The aircraft manufacturer has reaffirmed its intention to build a stronger aerostructures assembly value chain across its industrial system to its social partners, and considers aerostructures assembly as core to its business.
Airbus presented its plans to create two integrated aerostructures assembly companies at the heart of its industrial system in order to reinforce its value stream management and prepare the company for its short- and long-term future.
As part of these plans, and upon successful completion of the ongoing social process, the new company in France would bring together the activities currently managed within Airbus in Saint-Nazaire and Nantes together with those of STELIA Aerospace worldwide.
These two new aerostructures assembly companies, both wholly owned by Airbus, would no longer be suppliers to Airbus but become integrated within the Airbus perimeter, simplifying both governance and interfaces in a new industrial setup.
Their distinct status would also enable them to focus on their industry segment and be leaner and more agile, fostering competitiveness, innovation and quality to the benefit of the Airbus programmes of today and tomorrow.
Airbus also intends to create a new global player in the detail parts business, anchored in Germany.
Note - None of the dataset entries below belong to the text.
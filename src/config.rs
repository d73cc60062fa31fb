//! Global configuration parsing and validation.

use std::fs;
use std::path::Path;
use std::time::Duration;

use serde::Deserialize;

use crate::{AppError, Result};

/// Stream registry and shutdown choreography settings.
///
/// All durations are expressed in milliseconds in the TOML file.
#[derive(Debug, Clone, Deserialize, PartialEq, Eq)]
#[serde(rename_all = "snake_case")]
pub struct StreamConfig {
    /// Ceiling on simultaneously active job streams.
    #[serde(default = "default_max_concurrent_streams")]
    pub max_concurrent_streams: usize,
    /// Interval between keep-alive comments on an open stream.
    #[serde(default = "default_keep_alive_interval_ms")]
    pub keep_alive_interval_ms: u64,
    /// Silence (no semantic event) after which a stream is reclaimed.
    #[serde(default = "default_idle_timeout_ms")]
    pub idle_timeout_ms: u64,
    /// Period of the idle reclamation sweep.
    #[serde(default = "default_idle_sweep_interval_ms")]
    pub idle_sweep_interval_ms: u64,
    /// Delay between a terminal event and the `stream_end` event.
    #[serde(default = "default_stage1_delay_ms")]
    pub stage1_delay_ms: u64,
    /// Delay between a terminal event and closing the connection.
    #[serde(default = "default_stage2_delay_ms")]
    pub stage2_delay_ms: u64,
}

fn default_max_concurrent_streams() -> usize {
    10
}

fn default_keep_alive_interval_ms() -> u64 {
    30_000
}

fn default_idle_timeout_ms() -> u64 {
    300_000
}

fn default_idle_sweep_interval_ms() -> u64 {
    60_000
}

fn default_stage1_delay_ms() -> u64 {
    50
}

fn default_stage2_delay_ms() -> u64 {
    100
}

fn default_http_port() -> u16 {
    8787
}

impl Default for StreamConfig {
    fn default() -> Self {
        Self {
            max_concurrent_streams: default_max_concurrent_streams(),
            keep_alive_interval_ms: default_keep_alive_interval_ms(),
            idle_timeout_ms: default_idle_timeout_ms(),
            idle_sweep_interval_ms: default_idle_sweep_interval_ms(),
            stage1_delay_ms: default_stage1_delay_ms(),
            stage2_delay_ms: default_stage2_delay_ms(),
        }
    }
}

impl StreamConfig {
    /// Keep-alive ping interval.
    #[must_use]
    pub fn keep_alive_interval(&self) -> Duration {
        Duration::from_millis(self.keep_alive_interval_ms)
    }

    /// Idle threshold used by the reclamation sweep.
    #[must_use]
    pub fn idle_timeout(&self) -> Duration {
        Duration::from_millis(self.idle_timeout_ms)
    }

    /// Period of the reclamation sweep.
    #[must_use]
    pub fn idle_sweep_interval(&self) -> Duration {
        Duration::from_millis(self.idle_sweep_interval_ms)
    }

    /// Terminal event to `stream_end` delay.
    #[must_use]
    pub fn stage1_delay(&self) -> Duration {
        Duration::from_millis(self.stage1_delay_ms)
    }

    /// Terminal event to close delay.
    #[must_use]
    pub fn stage2_delay(&self) -> Duration {
        Duration::from_millis(self.stage2_delay_ms)
    }

    /// Validate the stream settings.
    ///
    /// # Errors
    ///
    /// Returns `AppError::Config` when a value is zero or the close delay
    /// precedes the `stream_end` delay.
    pub fn validate(&self) -> Result<()> {
        if self.max_concurrent_streams == 0 {
            return Err(AppError::Config(
                "max_concurrent_streams must be greater than zero".into(),
            ));
        }

        let non_zero = [
            ("keep_alive_interval_ms", self.keep_alive_interval_ms),
            ("idle_timeout_ms", self.idle_timeout_ms),
            ("idle_sweep_interval_ms", self.idle_sweep_interval_ms),
            ("stage1_delay_ms", self.stage1_delay_ms),
            ("stage2_delay_ms", self.stage2_delay_ms),
        ];
        for (name, value) in non_zero {
            if value == 0 {
                return Err(AppError::Config(format!("{name} must be greater than zero")));
            }
        }

        if self.stage2_delay_ms < self.stage1_delay_ms {
            return Err(AppError::Config(
                "stage2_delay_ms must not be shorter than stage1_delay_ms".into(),
            ));
        }

        Ok(())
    }
}

/// Global configuration parsed from `config.toml`.
#[derive(Debug, Clone, Deserialize, PartialEq, Eq)]
#[serde(rename_all = "snake_case")]
pub struct GlobalConfig {
    /// HTTP port for the SSE endpoint.
    #[serde(default = "default_http_port")]
    pub http_port: u16,
    /// Stream registry settings.
    #[serde(default)]
    pub streams: StreamConfig,
}

impl Default for GlobalConfig {
    fn default() -> Self {
        Self {
            http_port: default_http_port(),
            streams: StreamConfig::default(),
        }
    }
}

impl GlobalConfig {
    /// Load and validate configuration from a TOML file path.
    ///
    /// # Errors
    ///
    /// Returns `AppError::Config` if the file cannot be read or contains
    /// invalid TOML, or if validation fails.
    pub fn load_from_path(path: impl AsRef<Path>) -> Result<Self> {
        let raw = fs::read_to_string(path)
            .map_err(|err| AppError::Config(format!("failed to read config: {err}")))?;
        Self::from_toml_str(&raw)
    }

    /// Parse configuration from a TOML string.
    ///
    /// # Errors
    ///
    /// Returns `AppError::Config` if parsing or validation fails.
    pub fn from_toml_str(raw: &str) -> Result<Self> {
        let config: Self = toml::from_str(raw)?;
        config.streams.validate()?;
        Ok(config)
    }
}
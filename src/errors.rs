//! Error types shared across the crate.

use std::fmt::{Display, Formatter};

/// Shared crate result type.
pub type Result<T> = std::result::Result<T, AppError>;

/// Error enumeration covering every failure mode surfaced by the pipeline.
#[derive(Debug)]
pub enum AppError {
    /// Configuration parsing or validation failure.
    Config(String),
    /// Concurrent stream ceiling reached; the stream was not opened.
    Capacity(String),
    /// Writing to or ending a client transport failed.
    Transport(String),
    /// Event payload could not be serialized for the wire.
    Serialization(String),
    /// HTTP listener or socket failure.
    Io(String),
}

impl Display for AppError {
    fn fmt(&self, f: &mut Formatter<'_>) -> std::fmt::Result {
        match self {
            Self::Config(msg) => write!(f, "config: {msg}"),
            Self::Capacity(msg) => write!(f, "capacity: {msg}"),
            Self::Transport(msg) => write!(f, "transport: {msg}"),
            Self::Serialization(msg) => write!(f, "serialization: {msg}"),
            Self::Io(msg) => write!(f, "io: {msg}"),
        }
    }
}

impl std::error::Error for AppError {}

impl From<toml::de::Error> for AppError {
    fn from(err: toml::de::Error) -> Self {
        Self::Config(format!("invalid config: {err}"))
    }
}

impl From<serde_json::Error> for AppError {
    fn from(err: serde_json::Error) -> Self {
        Self::Serialization(err.to_string())
    }
}
#![forbid(unsafe_code)]

//! Streaming content classification and event delivery for AI coding-agent
//! jobs.
//!
//! - [`classifier`] turns chunked, tag-annotated model output into typed
//!   spans;
//! - [`stream`] tracks one push connection per job and emits lifecycle
//!   events with a two-phase shutdown;
//! - [`http`] exposes job streams as server-sent events.

pub mod classifier;
pub mod config;
pub mod errors;
pub mod http;
pub mod models;
pub mod stream;

pub use classifier::ContentClassifier;
pub use config::GlobalConfig;
pub use errors::{AppError, Result};
pub use stream::{ConnectionRegistry, EventEmitter};
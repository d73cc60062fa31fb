#![forbid(unsafe_code)]

//! `agent-stream` — SSE event delivery server binary.
//!
//! Loads configuration, starts the idle sweeper and the HTTP/SSE server,
//! and closes every stream on shutdown.

use std::path::PathBuf;
use std::sync::Arc;

use clap::{Parser, ValueEnum};
use tokio_util::sync::CancellationToken;
use tracing::{error, info};
use tracing_subscriber::{fmt, EnvFilter};

use agent_stream::http::{self, AppState};
use agent_stream::stream::spawn_idle_sweeper;
use agent_stream::{AppError, GlobalConfig, Result};

#[derive(Debug, Copy, Clone, Eq, PartialEq, ValueEnum)]
enum LogFormat {
    Text,
    Json,
}

#[derive(Debug, Parser)]
#[command(name = "agent-stream", about = "Job event stream server", version, long_about = None)]
struct Cli {
    /// Path to the TOML configuration file; defaults apply when omitted.
    #[arg(long)]
    config: Option<PathBuf>,

    /// Log output format (text or json).
    #[arg(long, value_enum, default_value_t = LogFormat::Text)]
    log_format: LogFormat,

    /// Override the HTTP port from the configuration file.
    #[arg(long)]
    port: Option<u16>,
}

fn main() -> Result<()> {
    let args = Cli::parse();
    init_tracing(args.log_format)?;
    info!("agent-stream server bootstrap");

    tokio::runtime::Builder::new_multi_thread()
        .enable_all()
        .build()
        .map_err(|err| AppError::Config(format!("failed to build tokio runtime: {err}")))?
        .block_on(run(args))
}

async fn run(args: Cli) -> Result<()> {
    // ── Load configuration ──────────────────────────────
    let mut config = match &args.config {
        Some(path) => GlobalConfig::load_from_path(path)?,
        None => GlobalConfig::default(),
    };
    if let Some(port) = args.port {
        config.http_port = port;
    }
    info!(
        http_port = config.http_port,
        max_streams = config.streams.max_concurrent_streams,
        "configuration loaded"
    );

    let state = Arc::new(AppState::new(config));
    let ct = CancellationToken::new();

    // ── Background services ─────────────────────────────
    let sweeper_handle = spawn_idle_sweeper(Arc::clone(&state.registry), ct.clone());

    let http_ct = ct.clone();
    let http_state = Arc::clone(&state);
    let http_handle = tokio::spawn(async move {
        if let Err(err) = http::serve_http(http_state, http_ct).await {
            error!(%err, "http transport failed");
        }
    });

    info!("stream server ready");

    // ── Wait for shutdown signal ────────────────────────
    shutdown_signal().await;
    info!("shutdown signal received");
    ct.cancel();

    let closed = state.registry.close_all();
    info!(closed, "streams closed");

    let _ = tokio::join!(http_handle, sweeper_handle);
    info!("agent-stream shut down");

    Ok(())
}

async fn shutdown_signal() {
    let ctrl_c = tokio::signal::ctrl_c();

    #[cfg(unix)]
    {
        match tokio::signal::unix::signal(tokio::signal::unix::SignalKind::terminate()) {
            Ok(mut sigterm) => {
                tokio::select! {
                    _ = ctrl_c => {}
                    _ = sigterm.recv() => {}
                }
            }
            Err(err) => {
                tracing::warn!(%err, "failed to register SIGTERM handler, using ctrl-c only");
                let _ = ctrl_c.await;
            }
        }
    }

    #[cfg(not(unix))]
    {
        if let Err(err) = ctrl_c.await {
            tracing::error!(%err, "ctrl-c signal handler failed");
        }
    }
}

fn init_tracing(log_format: LogFormat) -> Result<()> {
    let env_filter = EnvFilter::try_from_default_env().unwrap_or_else(|_| EnvFilter::new("info"));
    let subscriber = fmt().with_env_filter(env_filter);

    match log_format {
        LogFormat::Text => subscriber
            .try_init()
            .map_err(|err| AppError::Config(format!("failed to init tracing: {err}")))?,
        LogFormat::Json => subscriber
            .json()
            .try_init()
            .map_err(|err| AppError::Config(format!("failed to init tracing: {err}")))?,
    }

    Ok(())
}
Born out of today’s Premium Aerotec, this new entity, with its scale and advanced technologies, would be empowered to capitalise on the significant long-term growth prospects with Airbus as well as external customers, on both civil and military platforms.
In Spain, Airbus continues to work on solutions with its social partners to optimise the current industrial and aerostructures set-up in the Cádiz area in order to ensure its viability, resilience and competitiveness for the future.